Dan Katz reviews Bangkok 8 and the recently published Bangkok Tattoo by John Burdett
Just at the point when I become sick to death of standardised, dull US detective stories and their badly-written British counterparts something comes along to cheer me up: Sonchai Jitleecheep, a Thai detective who is also a flawed and extremely ambivalent character
The important thing about noir crime is to put a person who already has lots of problems into a situation where they have little room for manoeuvre. Squeeze them and see what happens. Sonchai has a lot to contend with. For a start he is a Buddhist, so he already has a peculiar conscience. Then his immediate boss is a Grade A gangster and his mother runs a brothel.

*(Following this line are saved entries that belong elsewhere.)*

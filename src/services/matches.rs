use super::ServiceError;
use crate::models::MatchInfo;
use crate::repository::DbContext;

#[derive(Clone)]
pub struct MatchService {
    ctx: DbContext,
}

impl MatchService {
    pub fn new(ctx: DbContext) -> Self {
        Self { ctx }
    }

    pub async fn match_info(&self, match_id: i64) -> Result<MatchInfo, ServiceError> {
        self.ctx
            .matches()
            .get(match_id)
            .await?
            .ok_or_else(|| ServiceError::not_found("Match", match_id.to_string()))
    }

    /// Seasons with data, newest first.
    pub async fn seasons(&self) -> Result<Vec<String>, ServiceError> {
        Ok(self.ctx.matches().seasons().await?)
    }
}
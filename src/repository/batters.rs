//! Batter aggregates: season rows (and the career fold over them) plus recent form.
//!
//! Season rows are read from the `batter_season_agg` cache when it exists and
//! has rows for the batter; otherwise they are computed live from
//! `deliveries`. The live query is authoritative and the cache is built from
//! the same SQL, so both paths agree.

use diesel::sql_types::{BigInt, Nullable, Text};
use diesel::QueryableByName;
use diesel_async::RunQueryDsl;

use super::pool::{DbPool, StoreError};
use crate::models::{
    cmp_seasons_newest_first, BattingLine, DismissalCounts, PhaseLines, RecentForm, RecentMatch,
    SeasonProfile,
};
use crate::with_conn;

/// Name of the precomputed per-batter, per-season aggregate table.
pub const SEASON_CACHE_TABLE: &str = "batter_season_agg";

/// Which deliveries a season aggregate covers.
#[derive(Debug, Clone, Copy, PartialEq, Eq)]
pub(crate) enum SeasonScope {
    /// One batter (`$1`), optionally one season (`$2`).
    Batter,
    /// Every batter, keyed by lower-cased name. Used to build the cache.
    AllBatters,
}

const PHASE_FACED: &str = r#"
        COALESCE(SUM(CASE WHEN phase = 'powerplay' THEN runs_batter ELSE 0 END), 0) AS pp_runs,
        COALESCE(SUM(CASE WHEN phase = 'powerplay' AND is_legal_ball THEN 1 ELSE 0 END), 0) AS pp_balls,
        COALESCE(SUM(CASE WHEN phase = 'middle' THEN runs_batter ELSE 0 END), 0) AS mid_runs,
        COALESCE(SUM(CASE WHEN phase = 'middle' AND is_legal_ball THEN 1 ELSE 0 END), 0) AS mid_balls,
        COALESCE(SUM(CASE WHEN phase = 'death' THEN runs_batter ELSE 0 END), 0) AS death_runs,
        COALESCE(SUM(CASE WHEN phase = 'death' AND is_legal_ball THEN 1 ELSE 0 END), 0) AS death_balls"#;

const PHASE_AND_KIND_OUTS: &str = r#"
        COALESCE(SUM(CASE WHEN phase = 'powerplay' THEN 1 ELSE 0 END), 0) AS pp_outs,
        COALESCE(SUM(CASE WHEN phase = 'middle' THEN 1 ELSE 0 END), 0) AS mid_outs,
        COALESCE(SUM(CASE WHEN phase = 'death' THEN 1 ELSE 0 END), 0) AS death_outs,
        COALESCE(SUM(CASE WHEN wicket_type = 'caught' THEN 1 ELSE 0 END), 0) AS caught,
        COALESCE(SUM(CASE WHEN wicket_type = 'bowled' THEN 1 ELSE 0 END), 0) AS bowled,
        COALESCE(SUM(CASE WHEN wicket_type = 'lbw' THEN 1 ELSE 0 END), 0) AS lbw,
        COALESCE(SUM(CASE WHEN wicket_type = 'stumped' THEN 1 ELSE 0 END), 0) AS stumped"#;

const SEASON_ROW_COLUMNS: &str = r#"
    f.season AS season,
    f.matches AS matches,
    f.runs AS runs,
    f.balls AS balls,
    COALESCE(o.outs, 0) AS outs,
    f.pp_runs AS pp_runs,
    f.pp_balls AS pp_balls,
    COALESCE(o.pp_outs, 0) AS pp_outs,
    f.mid_runs AS mid_runs,
    f.mid_balls AS mid_balls,
    COALESCE(o.mid_outs, 0) AS mid_outs,
    f.death_runs AS death_runs,
    f.death_balls AS death_balls,
    COALESCE(o.death_outs, 0) AS death_outs,
    COALESCE(o.caught, 0) AS caught,
    COALESCE(o.bowled, 0) AS bowled,
    COALESCE(o.lbw, 0) AS lbw,
    COALESCE(o.stumped, 0) AS stumped,
    COALESCE(b.highest_score, 0) AS highest_score"#;

const BATTER_GROUP: &[&str] = &["season"];
const ALL_BATTERS_GROUP: &[&str] = &["batter_key", "season"];

/// SQL for per-season batting aggregates.
///
/// Outs count wickets on balls the player faced where the player was the one
/// dismissed. A run-out at the non-striker's end is not charged.
pub(crate) fn season_aggregate_sql(scope: SeasonScope) -> String {
    let (faced_key, faced_where, out_key, out_where, group_cols) = match scope {
        SeasonScope::Batter => (
            "",
            "WHERE LOWER(batter) = LOWER($1) AND ($2 IS NULL OR season = $2)",
            "",
            "WHERE is_wicket AND LOWER(batter) = LOWER($1) AND LOWER(dismissed_batter) = LOWER($1) \
             AND ($2 IS NULL OR season = $2)",
            BATTER_GROUP,
        ),
        SeasonScope::AllBatters => (
            "LOWER(batter) AS batter_key,",
            "",
            "LOWER(batter) AS batter_key,",
            "WHERE is_wicket AND LOWER(dismissed_batter) = LOWER(batter)",
            ALL_BATTERS_GROUP,
        ),
    };
    let group = group_cols.join(", ");
    let on = |alias: &str| {
        group_cols
            .iter()
            .map(|col| format!("{alias}.{col} = f.{col}"))
            .collect::<Vec<_>>()
            .join(" AND ")
    };
    let key_col = match scope {
        SeasonScope::Batter => "",
        SeasonScope::AllBatters => "f.batter_key AS batter_key,",
    };

    format!(
        r#"
        WITH faced AS (
            SELECT {faced_key}
                season,
                COUNT(DISTINCT match_id) AS matches,
                COALESCE(SUM(runs_batter), 0) AS runs,
                COALESCE(SUM(CASE WHEN is_legal_ball THEN 1 ELSE 0 END), 0) AS balls,{PHASE_FACED}
            FROM deliveries
            {faced_where}
            GROUP BY {group}
        ),
        outs AS (
            SELECT {out_key}
                season,
                COUNT(*) AS outs,{PHASE_AND_KIND_OUTS}
            FROM deliveries
            {out_where}
            GROUP BY {group}
        ),
        innings AS (
            SELECT {faced_key}
                season,
                match_id,
                SUM(runs_batter) AS runs
            FROM deliveries
            {faced_where}
            GROUP BY {group}, match_id
        ),
        best AS (
            SELECT {group}, MAX(runs) AS highest_score
            FROM innings
            GROUP BY {group}
        )
        SELECT {key_col}{SEASON_ROW_COLUMNS}
        FROM faced f
        LEFT JOIN outs o ON {outs_on}
        LEFT JOIN best b ON {best_on}
        "#,
        outs_on = on("o"),
        best_on = on("b"),
    )
}

/// One row of the season aggregate, identical for live and cached reads.
#[derive(QueryableByName, Debug, Clone, PartialEq, Eq)]
pub(crate) struct SeasonRow {
    #[diesel(sql_type = Text)]
    season: String,
    #[diesel(sql_type = BigInt)]
    matches: i64,
    #[diesel(sql_type = BigInt)]
    runs: i64,
    #[diesel(sql_type = BigInt)]
    balls: i64,
    #[diesel(sql_type = BigInt)]
    outs: i64,
    #[diesel(sql_type = BigInt)]
    pp_runs: i64,
    #[diesel(sql_type = BigInt)]
    pp_balls: i64,
    #[diesel(sql_type = BigInt)]
    pp_outs: i64,
    #[diesel(sql_type = BigInt)]
    mid_runs: i64,
    #[diesel(sql_type = BigInt)]
    mid_balls: i64,
    #[diesel(sql_type = BigInt)]
    mid_outs: i64,
    #[diesel(sql_type = BigInt)]
    death_runs: i64,
    #[diesel(sql_type = BigInt)]
    death_balls: i64,
    #[diesel(sql_type = BigInt)]
    death_outs: i64,
    #[diesel(sql_type = BigInt)]
    caught: i64,
    #[diesel(sql_type = BigInt)]
    bowled: i64,
    #[diesel(sql_type = BigInt)]
    lbw: i64,
    #[diesel(sql_type = BigInt)]
    stumped: i64,
    #[diesel(sql_type = BigInt)]
    highest_score: i64,
}

impl From<SeasonRow> for SeasonProfile {
    fn from(row: SeasonRow) -> Self {
        SeasonProfile {
            season: row.season,
            matches: row.matches,
            line: BattingLine::new(row.runs, row.balls, row.outs),
            phases: PhaseLines {
                powerplay: BattingLine::new(row.pp_runs, row.pp_balls, row.pp_outs),
                middle: BattingLine::new(row.mid_runs, row.mid_balls, row.mid_outs),
                death: BattingLine::new(row.death_runs, row.death_balls, row.death_outs),
            },
            dismissals: DismissalCounts {
                caught: row.caught,
                bowled: row.bowled,
                lbw: row.lbw,
                stumped: row.stumped,
            },
            highest_score: row.highest_score,
        }
    }
}

#[derive(QueryableByName)]
struct RecentMatchRow {
    #[diesel(sql_type = BigInt)]
    match_id: i64,
    #[diesel(sql_type = Text)]
    season: String,
    #[diesel(sql_type = Text)]
    venue: String,
    #[diesel(sql_type = BigInt)]
    runs: i64,
    #[diesel(sql_type = BigInt)]
    balls: i64,
    #[diesel(sql_type = BigInt)]
    outs: i64,
}

/// Oldest season first.
fn sort_seasons(mut seasons: Vec<SeasonProfile>) -> Vec<SeasonProfile> {
    seasons.sort_by(|a, b| cmp_seasons_newest_first(&b.season, &a.season));
    seasons
}

#[derive(Clone)]
pub struct BatterRepository {
    pool: DbPool,
}

impl BatterRepository {
    pub fn new(pool: DbPool) -> Self {
        Self { pool }
    }

    /// Per-season aggregates for a batter, oldest season first.
    ///
    /// Reads the aggregate cache when it has rows; otherwise computes live.
    pub async fn season_profiles(
        &self,
        batter: &str,
        season: Option<&str>,
    ) -> Result<Vec<SeasonProfile>, StoreError> {
        match self.cached_season_profiles(batter, season).await {
            Ok(rows) if !rows.is_empty() => return Ok(rows),
            Ok(_) => {}
            Err(e) => {
                tracing::debug!("aggregate cache unavailable, computing live: {}", e);
            }
        }
        self.live_season_profiles(batter, season).await
    }

    /// Per-season aggregates computed directly from `deliveries`.
    pub async fn live_season_profiles(
        &self,
        batter: &str,
        season: Option<&str>,
    ) -> Result<Vec<SeasonProfile>, StoreError> {
        let sql = season_aggregate_sql(SeasonScope::Batter);
        let rows: Vec<SeasonRow> = with_conn!(self.pool, conn => {
            diesel::sql_query(sql)
                .bind::<Text, _>(batter)
                .bind::<Nullable<Text>, _>(season)
                .load(conn)
                .await?
        });
        Ok(sort_seasons(rows.into_iter().map(SeasonProfile::from).collect()))
    }

    /// Per-season aggregates from the cache table. Errors if it doesn't exist.
    pub async fn cached_season_profiles(
        &self,
        batter: &str,
        season: Option<&str>,
    ) -> Result<Vec<SeasonProfile>, StoreError> {
        let sql = format!(
            r#"
            SELECT season, matches, runs, balls, outs,
                   pp_runs, pp_balls, pp_outs,
                   mid_runs, mid_balls, mid_outs,
                   death_runs, death_balls, death_outs,
                   caught, bowled, lbw, stumped, highest_score
            FROM {SEASON_CACHE_TABLE}
            WHERE batter_key = LOWER($1) AND ($2 IS NULL OR season = $2)
            "#
        );
        let rows: Vec<SeasonRow> = with_conn!(self.pool, conn => {
            diesel::sql_query(sql)
                .bind::<Text, _>(batter)
                .bind::<Nullable<Text>, _>(season)
                .load(conn)
                .await?
        });
        Ok(sort_seasons(rows.into_iter().map(SeasonProfile::from).collect()))
    }

    /// The batter's `limit` most recent matches (highest match_id first).
    ///
    /// Runs, balls and the dismissal all come from deliveries the batter faced.
    pub async fn recent_form(
        &self,
        batter: &str,
        limit: i64,
        season: Option<&str>,
    ) -> Result<RecentForm, StoreError> {
        let rows: Vec<RecentMatchRow> = with_conn!(self.pool, conn => {
            diesel::sql_query(
                r#"
                WITH recent AS (
                    SELECT match_id
                    FROM deliveries
                    WHERE LOWER(batter) = LOWER($1) AND ($2 IS NULL OR season = $2)
                    GROUP BY match_id
                    ORDER BY match_id DESC
                    LIMIT $3
                )
                SELECT d.match_id AS match_id,
                       MAX(d.season) AS season,
                       MAX(d.venue) AS venue,
                       COALESCE(SUM(CASE WHEN LOWER(d.batter) = LOWER($1)
                                    THEN d.runs_batter ELSE 0 END), 0) AS runs,
                       COALESCE(SUM(CASE WHEN LOWER(d.batter) = LOWER($1) AND d.is_legal_ball
                                    THEN 1 ELSE 0 END), 0) AS balls,
                       COALESCE(SUM(CASE WHEN d.is_wicket AND LOWER(d.batter) = LOWER($1)
                                        AND LOWER(d.dismissed_batter) = LOWER($1)
                                    THEN 1 ELSE 0 END), 0) AS outs
                FROM deliveries d
                JOIN recent r ON r.match_id = d.match_id
                GROUP BY d.match_id
                ORDER BY d.match_id DESC
                "#,
            )
            .bind::<Text, _>(batter)
            .bind::<Nullable<Text>, _>(season)
            .bind::<BigInt, _>(limit)
            .load(conn)
            .await?
        });

        Ok(RecentForm {
            batter: batter.to_string(),
            matches: rows
                .into_iter()
                .map(|row| RecentMatch {
                    match_id: row.match_id,
                    season: row.season,
                    venue: row.venue,
                    line: BattingLine::new(row.runs, row.balls, row.outs),
                })
                .collect(),
        })
    }
}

In the first book his partner (and soul brother) is killed by drug criminals; by the second Sonchai is himself part-owner of the brothel. Sonchai has to negotiate a path on which he will become as little damaged — physically and otherwise — as is possible.
Running through these books is a nice, understated, ironic humour — a million miles from most crime literature coming out of the US. It is a credit to the British author.
The setting allows the author to meditate a little about the clash between Thai society and the west. In both books the west appears in the guise of the CIA: these macho men are baffled and uncomprehending of Thai society, but they are also mere obstacles for Sonchai to swerve round.